The chipset gap here is substantial. The Vivo T4 Ultra runs on the MediaTek Dimensity 9300 Plus, a flagship-tier SoC, while the Motorola Edge 60 Pro uses the Dimensity 8350, a strong upper-mid-range chip. Both are built on a 4 nm process, but the generational and tier difference shows clearly in the benchmark numbers: the Vivo scores 2,136,863 on AnTuTu versus 1,375,600 for the Motorola — a roughly 55% lead. Geekbench 6 tells the same story, with the Vivo posting multi-core and single-core scores of 7547 and 2302 against the Motorola's 4700 and 1536. In day-to-day use, this gap translates to faster app launches, smoother sustained multitasking, and considerably more headroom for demanding workloads like gaming or video editing.
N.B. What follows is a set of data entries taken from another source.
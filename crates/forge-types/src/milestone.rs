//! Milestones.

use serde::Serialize;

/// A milestone, normalized across backends.
///
/// Backends that cannot report a field leave it at its default; see
/// [`crate::quirks::MilestoneQuirks`].
#[derive(Debug, Clone, Default, PartialEq, Serialize)]
pub struct Milestone {
    pub id: u64,
    pub title: String,
    pub state: String,
    pub created_at: String,
    pub updated_at: String,
    pub description: String,
    pub due_date: Option<String>,
    pub expired: bool,
    pub open_issues: i32,
    pub closed_issues: i32,
}

/// Options for creating a milestone.
#[derive(Debug, Clone, Default)]
pub struct MilestoneCreateOptions {
    pub owner: String,
    pub repo: String,
    pub title: String,
    pub description: String,
}
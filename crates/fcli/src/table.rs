//! Column-aligned table output.

use std::io::{self, Write};

/// A simple left-aligned table with a header row.
pub struct Table {
    headers: Vec<&'static str>,
    rows: Vec<Vec<String>>,
}

impl Table {
    pub fn new(headers: &[&'static str]) -> Self {
        Self {
            headers: headers.to_vec(),
            rows: Vec::new(),
        }
    }

    pub fn row(&mut self, cells: Vec<String>) {
        self.rows.push(cells);
    }

    pub fn is_empty(&self) -> bool {
        self.rows.is_empty()
    }

    /// Renders with two spaces between columns; the last column is not
    /// padded so long titles do not produce trailing whitespace.
    pub fn print(&self) {
        let mut widths: Vec<usize> = self.headers.iter().map(|h| h.chars().count()).collect();
        for row in &self.rows {
            for (i, cell) in row.iter().enumerate() {
                if i < widths.len() {
                    widths[i] = widths[i].max(cell.chars().count());
                }
            }
        }

        let mut out = io::stdout().lock();
        let _ = write_row(&mut out, &self.headers, &widths);
        for row in &self.rows {
            let cells: Vec<&str> = row.iter().map(String::as_str).collect();
            let _ = write_row(&mut out, &cells, &widths);
        }
    }
}

fn write_row(out: &mut impl Write, cells: &[&str], widths: &[usize]) -> io::Result<()> {
    let last = cells.len().saturating_sub(1);
    for (i, cell) in cells.iter().enumerate() {
        if i == last {
            writeln!(out, "{cell}")?;
        } else {
            let pad = widths[i].saturating_sub(cell.chars().count());
            write!(out, "{cell}{}  ", " ".repeat(pad))?;
        }
    }
    Ok(())
}

#[cfg(test)]
mod tests {
    use super::*;

    #[test]
    fn rows_accumulate() {
        let mut table = Table::new(&["ID", "TITLE"]);
        assert!(table.is_empty());
        table.row(vec!["1".into(), "first".into()]);
        table.row(vec!["23".into(), "second".into()]);
        assert!(!table.is_empty());
        assert_eq!(table.rows.len(), 2);
    }
}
The Vivo also ships with 12 GB of RAM and 512 GB of storage compared to the Motorola's 8 GB / 256 GB configuration, giving it more room for background apps and media. The Motorola counters with faster RAM at 8533 MHz versus the Vivo's 4800 MHz, but the Vivo's significantly larger 18 MB L3 cache — versus just 4 MB on the Motorola — and higher maximum memory bandwidth of 76.8 GB/s help offset that advantage, keeping frequently accessed data closer to the CPU for lower latency.
The Vivo T4 Ultra wins this group decisively. Its flagship chipset, higher benchmark scores across the board, greater RAM, and more storage make it the clear choice for users who prioritize raw performance. The Motorola Edge 60 Pro is no slouch, but it is operating in a different performance tier.